Pure Difference?

A common theme here is the conceptual priority of difference over identity. I think that identity is a derived concept, and not a primitive one (see also Aristotelian Identity).

The French philosopher Gilles Deleuze (1925-1995) in Difference and Repetition and other works argued that a pure notion of difference is by itself sufficient for a general account of things. In information theory, information is explained as expressing difference. In Saussurean structural linguistics, we are said to recognize spoken words by recognizing elementary differences between sounds. In both cases, the idea is that we get to meaning by distinguishing and relating.

Deleuze initially cites both of these notions of difference, but goes on to develop arguments grounded largely in Nietzsche and Kierkegaard, whom he uses to argue against Plato and Hegel. His very interesting early work Nietzsche and Philosophy was marred by a rather extreme polemic against Hegel, and in Difference and Repetition he announces a program of “anti-Platonism” that reproduces Nietzsche’s intemperate hostility to Plato. Nietzsche blamed Plato for what I regard as later developments. Neither Plato nor Aristotle made the kind of overly strong assertions about identity that became common later on.

In The Sophist and elsewhere, Plato had his characters speak of Same, Other, and the mixing of the two as equally primordial. Hegel took great pains to elaborate the notion of a “difference that makes a difference”. But Deleuze wants to argue that Plato and Hegel both illegitimately subordinate difference to identity. His alternative is to argue that what is truly fundamental is a primitive notion of difference that does not necessarily “make a difference”, and that come before any “making a difference”. (I prefer the thesis of Leibniz that indiscernibility of any difference is just what identity consists in.)

This is related to Deleuze’s very questionable use of Duns Scotus’ notion of the univocity of being, both in general and more particularly in his interpretation of Spinoza. For Deleuze, pure difference interprets Scotist univocal being.

I frankly have no idea what led to Deleuze’s valorization of Scotus. Deleuze is quite extreme in his opposition to any kind of representationalism, while Scotus made representability the defining criterion of his newly invented univocal being.

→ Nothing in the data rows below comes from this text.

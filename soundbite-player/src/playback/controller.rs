//! Playback controller
//!
//! Turns "play clip X" requests into sound on a single output slot.
//!
//! **Supersession:** every request takes a fresh epoch from a shared counter
//! and re-checks it after each suspension point (device resume, buffer load).
//! A request whose epoch is no longer current abandons quietly; its fetch or
//! decode still finishes and may populate the buffer cache. Only the newest
//! request can install a handle, and the slot is released before any new
//! handle begins, so two clips never sound at once.
//!
//! **Locking:** the slot mutex is synchronous and never held across an await.
//! Notifications that describe the slot (`Started`, `Ended`, `Interrupted`)
//! are emitted while it is held so subscribers see them in slot order.

use crate::audio::device::{AudioDevice, CompletionCallback};
use crate::catalog::{ClipCatalog, FileFilter, Segment};
use crate::error::Error;
use crate::playback::buffer_store::BufferStore;
use crate::playback::filter::SharedFilter;
use crate::playback::sequence::{Completion, SequenceState};
use crate::playback::slot::{ActiveHandle, OutputSlot};
use rand::seq::SliceRandom;
use soundbite_common::events::{EventBus, PlaybackEvent};
use std::sync::atomic::{AtomicBool, AtomicU64, Ordering};
use std::sync::{Arc, Mutex, MutexGuard, Weak};
use tokio::sync::{broadcast, oneshot};
use tracing::{debug, error, info, trace, warn};

/// What became of a [`PlaybackController::play`] request
#[derive(Debug, Clone, Copy, PartialEq, Eq)]
pub enum PlayOutcome {
    /// A handle was installed and is sounding
    Started,
    /// No segment of the clip passes the active filter
    NothingPlayable,
    /// A newer request or a stop took over before this one installed
    Superseded,
    /// Device or buffer failure; already logged
    Failed,
}

/// Token a request compares against at every suspension point
#[derive(Debug, Clone, Copy)]
enum Freshness {
    /// Direct request; current while the controller epoch is unchanged
    Request(u64),
    /// Sequence or one-off wait; current while its generation is unchanged
    Sequence(u64),
}

struct Inner {
    catalog: Arc<ClipCatalog>,
    buffers: Arc<BufferStore>,
    device: Arc<dyn AudioDevice>,
    filter: SharedFilter,
    slot: Mutex<OutputSlot>,
    epoch: AtomicU64,
    sequence: SequenceState,
    events: EventBus,
    /// Set once a device failure has been reported; cleared on recovery
    device_failed: AtomicBool,
}

/// Coordinates clip requests onto the output device
#[derive(Clone)]
pub struct PlaybackController {
    inner: Arc<Inner>,
}

impl PlaybackController {
    pub fn new(
        catalog: Arc<ClipCatalog>,
        buffers: Arc<BufferStore>,
        device: Arc<dyn AudioDevice>,
        filter: SharedFilter,
    ) -> Self {
        Self {
            inner: Arc::new(Inner {
                catalog,
                buffers,
                device,
                filter,
                slot: Mutex::new(OutputSlot::default()),
                epoch: AtomicU64::new(0),
                sequence: SequenceState::default(),
                events: EventBus::default(),
                device_failed: AtomicBool::new(false),
            }),
        }
    }

    /// Play one randomly chosen segment of `name`
    ///
    /// Whatever is sounding stops immediately, and a running sequence is
    /// stopped first. Failures are logged and reported through the outcome;
    /// they never surface as errors.
    ///
    /// `Started` is emitted only after the new handle has begun and been
    /// installed. Subscribers therefore see `Interrupted` for the replaced
    /// clip first, then `Started`, then the new clip's `Ended`. A segment the
    /// device fails to begin is never announced.
    pub async fn play(&self, name: &str) -> PlayOutcome {
        if self.inner.sequence.request_stop() {
            info!("Direct play of '{}' stops the running sequence", name);
        }

        let epoch = self.inner.begin_request();
        let filter = self.inner.filter.get();
        self.inner
            .play_segment(name, &filter, Freshness::Request(epoch), None)
            .await
    }

    /// Stop the sequence and whatever is sounding
    pub fn stop(&self) {
        if self.inner.sequence.request_stop() {
            info!("Sequence stopped");
        }

        let mut slot = self.inner.lock_slot();
        self.inner.epoch.fetch_add(1, Ordering::SeqCst);
        if let Some(clip) = slot.release() {
            debug!("Stopped '{}'", clip);
        }
        self.inner.events.emit(PlaybackEvent::Stopped);
    }

    /// Subscribe to playback notifications
    pub fn subscribe(&self) -> broadcast::Receiver<PlaybackEvent> {
        self.inner.events.subscribe()
    }

    pub fn filter(&self) -> FileFilter {
        self.inner.filter.get()
    }

    /// Change the filter; applies from the next request onwards
    pub fn set_filter(&self, filter: FileFilter) {
        info!("File filter: {}", filter);
        self.inner.filter.set(filter);
    }

    pub fn shared_filter(&self) -> SharedFilter {
        self.inner.filter.clone()
    }

    pub fn catalog(&self) -> &Arc<ClipCatalog> {
        &self.inner.catalog
    }

    pub fn buffers(&self) -> &Arc<BufferStore> {
        &self.inner.buffers
    }

    /// Clip of the installed handle, if any
    pub fn current_clip(&self) -> Option<String> {
        self.inner.lock_slot().current_clip().map(str::to_string)
    }

    pub fn is_playing(&self) -> bool {
        self.inner.lock_slot().is_occupied()
    }

    pub fn is_sequence_running(&self) -> bool {
        self.inner.sequence.is_running()
    }

    pub(crate) fn sequence(&self) -> &SequenceState {
        &self.inner.sequence
    }

    /// Play one segment of `name` under sequence `generation` and wait for it
    pub(crate) async fn play_and_wait(
        &self,
        name: &str,
        filter: &FileFilter,
        generation: u64,
    ) -> Completion {
        if !self.inner.sequence.is_valid(generation) {
            return Completion::Interrupted;
        }

        self.inner.begin_request();
        let (done_tx, done_rx) = oneshot::channel();
        let outcome = self
            .inner
            .play_segment(name, filter, Freshness::Sequence(generation), Some(done_tx))
            .await;

        match outcome {
            // Sender dropped unfired: the handle was released first
            PlayOutcome::Started => match done_rx.await {
                Ok(()) => Completion::Finished,
                Err(_) => Completion::Interrupted,
            },
            PlayOutcome::Superseded => Completion::Interrupted,
            PlayOutcome::NothingPlayable | PlayOutcome::Failed => Completion::Skipped,
        }
    }
}

impl Inner {
    fn lock_slot(&self) -> MutexGuard<'_, OutputSlot> {
        self.slot.lock().unwrap_or_else(|poisoned| poisoned.into_inner())
    }

    fn is_fresh(&self, freshness: Freshness) -> bool {
        match freshness {
            Freshness::Request(epoch) => self.epoch.load(Ordering::SeqCst) == epoch,
            Freshness::Sequence(generation) => self.sequence.is_valid(generation),
        }
    }

    /// Silence the slot and take a new epoch in one step
    fn begin_request(&self) -> u64 {
        let mut slot = self.lock_slot();
        if let Some(clip) = slot.release() {
            debug!("Interrupted '{}'", clip);
            self.events.emit(PlaybackEvent::Interrupted { clip });
        }
        self.epoch.fetch_add(1, Ordering::SeqCst) + 1
    }

    async fn play_segment(
        self: &Arc<Self>,
        name: &str,
        filter: &FileFilter,
        freshness: Freshness,
        waiter: Option<oneshot::Sender<()>>,
    ) -> PlayOutcome {
        let candidates = self.catalog.segments_for(name, filter);
        let Some(segment) = pick_random(&candidates).cloned() else {
            debug!("Nothing playable for '{}' (filter: {})", name, filter);
            return PlayOutcome::NothingPlayable;
        };

        if let Err(e) = self.device.resume_if_suspended().await {
            self.report_device_error(&e);
            return PlayOutcome::Failed;
        }
        self.device_failed.store(false, Ordering::SeqCst);

        if !self.is_fresh(freshness) {
            debug!("Request for '{}' superseded during device resume", name);
            return PlayOutcome::Superseded;
        }

        let buffer = match self.buffers.get(&segment.file).await {
            Ok(buffer) => buffer,
            Err(e) => {
                warn!("Cannot play '{}': {}", name, e);
                return PlayOutcome::Failed;
            }
        };

        if !self.is_fresh(freshness) {
            debug!("Request for '{}' superseded while loading {}", name, segment.file);
            return PlayOutcome::Superseded;
        }

        let mut slot = self.lock_slot();
        if !self.is_fresh(freshness) {
            debug!("Request for '{}' superseded before install", name);
            return PlayOutcome::Superseded;
        }
        if let Some(previous) = slot.release() {
            self.events.emit(PlaybackEvent::Interrupted { clip: previous });
        }

        let serial = slot.next_serial();
        let on_complete = completion_callback(Arc::downgrade(self), serial, waiter);
        let mut handle = match self.device.create_handle(
            buffer,
            segment.start_offset(),
            segment.length(),
            on_complete,
        ) {
            Ok(handle) => handle,
            Err(e) => {
                warn!("Cannot play '{}': {}", name, e);
                return PlayOutcome::Failed;
            }
        };
        if let Err(e) = handle.begin() {
            handle.release();
            self.report_device_error(&e);
            return PlayOutcome::Failed;
        }

        slot.install(ActiveHandle {
            serial,
            clip: name.to_string(),
            handle,
        });
        self.events.emit(PlaybackEvent::Started {
            clip: name.to_string(),
        });
        drop(slot);

        log_started(name, &segment);
        PlayOutcome::Started
    }

    /// Natural end of handle `serial`; no-op unless it is still installed
    fn finish(&self, serial: u64) -> bool {
        let mut slot = self.lock_slot();
        let Some(mut finished) = slot.take_if(serial) else {
            trace!("Completion of replaced handle {} ignored", serial);
            return false;
        };
        finished.handle.release();
        debug!("Finished '{}'", finished.clip);
        self.events.emit(PlaybackEvent::Ended {
            clip: finished.clip,
        });
        true
    }

    fn report_device_error(&self, e: &Error) {
        if self.device_failed.swap(true, Ordering::SeqCst) {
            debug!("Audio device still unavailable: {}", e);
            return;
        }
        error!("Audio device unavailable: {}", e);
        self.events.emit(PlaybackEvent::DeviceUnavailable {
            reason: e.to_string(),
        });
    }
}

fn completion_callback(
    inner: Weak<Inner>,
    serial: u64,
    waiter: Option<oneshot::Sender<()>>,
) -> CompletionCallback {
    Box::new(move || {
        let Some(inner) = inner.upgrade() else {
            return;
        };
        if inner.finish(serial) {
            if let Some(waiter) = waiter {
                let _ = waiter.send(());
            }
        }
    })
}

fn log_started(name: &str, segment: &Segment) {
    info!(
        "Playing '{}': {} at {:.2}s for {:.2}s",
        name, segment.file, segment.start, segment.duration
    );
}

/// Uniform random pick; keeps the thread-local RNG out of async state
pub(crate) fn pick_random<T>(items: &[T]) -> Option<&T> {
    items.choose(&mut rand::thread_rng())
}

It is hard to imagine views that are further apart. I can only speculate that Deleuze too hastily picked out Scotus because he wanted to provocatively oppose the 20th century neo-Thomism that had considerable prominence in France, and Scotus is a leading medieval figure standing outside the Thomist tradition.

For Deleuze, univocal being is pure difference without any identity. Difference that doesn’t make a difference seems to take over the functional role that identity has in theories that treat it as something underlying that exceeds any discernibility based on criteria. I don’t see why we need either of these.

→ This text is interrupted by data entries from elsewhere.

//! Buffer Store
//!
//! Fetches, decodes and memoizes one [`DecodedBuffer`] per source file.
//!
//! Each file gets a `tokio::sync::OnceCell`, so concurrent requests for an
//! uncached file share a single in-flight fetch/decode. A failed load leaves
//! the cell empty and the next request starts over. If the caller driving a
//! load is dropped mid-way, a waiting caller restarts it; that restart is the
//! only duplicate work the store ever does. Entries are never evicted.

use crate::audio::decoder::AudioDecoder;
use crate::audio::fetch::SourceFetcher;
use crate::audio::types::DecodedBuffer;
use crate::error::{Error, Result};
use std::collections::HashMap;
use std::sync::{Arc, Mutex, MutexGuard};
use std::time::Instant;
use tokio::sync::OnceCell;
use tracing::{debug, info, trace, warn};

type BufferCell = Arc<OnceCell<Arc<DecodedBuffer>>>;

/// Outcome of [`BufferStore::preload_all`]
#[derive(Debug, Clone, Default, PartialEq, Eq)]
pub struct PreloadSummary {
    pub loaded: usize,
    pub failed: Vec<String>,
}

/// Cache of decoded source files
pub struct BufferStore {
    fetcher: Arc<dyn SourceFetcher>,
    decoder: Arc<dyn AudioDecoder>,
    cells: Mutex<HashMap<String, BufferCell>>,
}

impl BufferStore {
    pub fn new(fetcher: Arc<dyn SourceFetcher>, decoder: Arc<dyn AudioDecoder>) -> Self {
        Self {
            fetcher,
            decoder,
            cells: Mutex::new(HashMap::new()),
        }
    }

    fn lock_cells(&self) -> MutexGuard<'_, HashMap<String, BufferCell>> {
        self.cells.lock().unwrap_or_else(|poisoned| poisoned.into_inner())
    }

    fn cell(&self, file: &str) -> BufferCell {
        Arc::clone(self.lock_cells().entry(file.to_string()).or_default())
    }

    /// Decoded buffer for `file`, loading it on first use
    ///
    /// # Errors
    /// - `Error::Load` if the bytes could not be fetched
    /// - `Error::Decode` if they are not playable audio
    pub async fn get(&self, file: &str) -> Result<Arc<DecodedBuffer>> {
        let cell = self.cell(file);
        if let Some(buffer) = cell.get() {
            trace!("Buffer cache hit: {}", file);
            return Ok(Arc::clone(buffer));
        }

        let buffer = cell.get_or_try_init(|| self.load(file)).await?;
        Ok(Arc::clone(buffer))
    }

    /// Buffer for `file` if it is already decoded
    pub fn cached(&self, file: &str) -> Option<Arc<DecodedBuffer>> {
        self.lock_cells()
            .get(file)
            .and_then(|cell| cell.get().cloned())
    }

    /// Number of decoded files held
    pub fn cached_count(&self) -> usize {
        self.lock_cells()
            .values()
            .filter(|cell| cell.initialized())
            .count()
    }

    /// Load every file in turn; failures are logged and skipped
    pub async fn preload_all<I, S>(&self, files: I) -> PreloadSummary
    where
        I: IntoIterator<Item = S>,
        S: AsRef<str>,
    {
        let mut summary = PreloadSummary::default();

        for file in files {
            let file = file.as_ref();
            match self.get(file).await {
                Ok(_) => summary.loaded += 1,
                Err(e) => {
                    warn!("Preload skipped {}: {}", file, e);
                    summary.failed.push(file.to_string());
                }
            }
        }

        info!(
            "Preloaded {} files ({} failed)",
            summary.loaded,
            summary.failed.len()
        );
        summary
    }

    async fn load(&self, file: &str) -> Result<Arc<DecodedBuffer>> {
        let started = Instant::now();
        debug!("Loading {}", file);

        let bytes = self.fetcher.fetch(file).await?;

        let decoder = Arc::clone(&self.decoder);
        let name = file.to_string();
        let buffer = tokio::task::spawn_blocking(move || decoder.decode(&name, bytes))
            .await
            .map_err(|e| Error::Decode(format!("{}: decode task failed: {}", file, e)))??;

        info!(
            "Loaded {} ({:.2}s of audio in {}ms)",
            file,
            buffer.duration().as_secs_f64(),
            started.elapsed().as_millis()
        );
        Ok(Arc::new(buffer))
    }
}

I think Deleuze’s bête noir Hegel actually did a better job of articulating the priority of difference over identity. Hegel did this not by appealing to a putative monism of difference and nothing else, but by developing correlative notions of “difference that makes a difference”, and a kind of logical consequence or entailment that we attribute to real things as we interpret them, independent of and prior to any elaboration of logic in a formal sense.

In Hegel’s analysis as explicated by Brandom, any difference that makes a difference expresses a kind of “material” incompatibility of meaning that rules out some possible assertions. This is just what “making a difference” means. Meanwhile, all positive assertions can be more specifically analyzed as assertions of some consequence or entailment or other at the level of meaning (see Material Consequence). Every predication is analyzable as an assertion of consequence or entailment between subject and predicate, as Leibniz might remind us. It is always valid to interpret, e.g., “a cat is a mammal” as an inference rule for generating conclusions like if Garfield is a cat, then Garfield is a mammal.

What is missing from Deleuze’s account is anything like entailment, the idea of something following from something else. This notion of “following”, I am convinced, is prior to any notion of identity applicable to real things. Without presupposing any pre-existing identities of things, we can build up an account of the world based on the combination of differences that make a difference, on the one hand, and real-world entailments, on the other. Identity is then a result rather than an assumption. Meanings (and anything like identity) emerge from the interplay of practical real-world entailments and distinctions. It is their interplay that gives them definition in terms of one another.

Deleuze was a sort of ontological anarchist, who wanted being to be free of any pre-existing principles. While I agree that we can’t legitimately just assume such principles, I think this is very far from meaning that principles are irrelevant, or actually harmful. On the contrary, as Kant might remind us, principles are all-important. They aren’t just “given”. We have to do actual work to develop them. But if we have no principles — if nothing truly follows from anything else, or is ruled out by anything else — then we cannot meaningfully say anything at all.

Ad Hominem

An ad hominem argument is a kind of logical fallacy that tries to argue from supposed facts about a person to a repudiation or endorsement of something specific that the person said or did (e.g., so-and-so did bad thing x, so they must be wrong about y).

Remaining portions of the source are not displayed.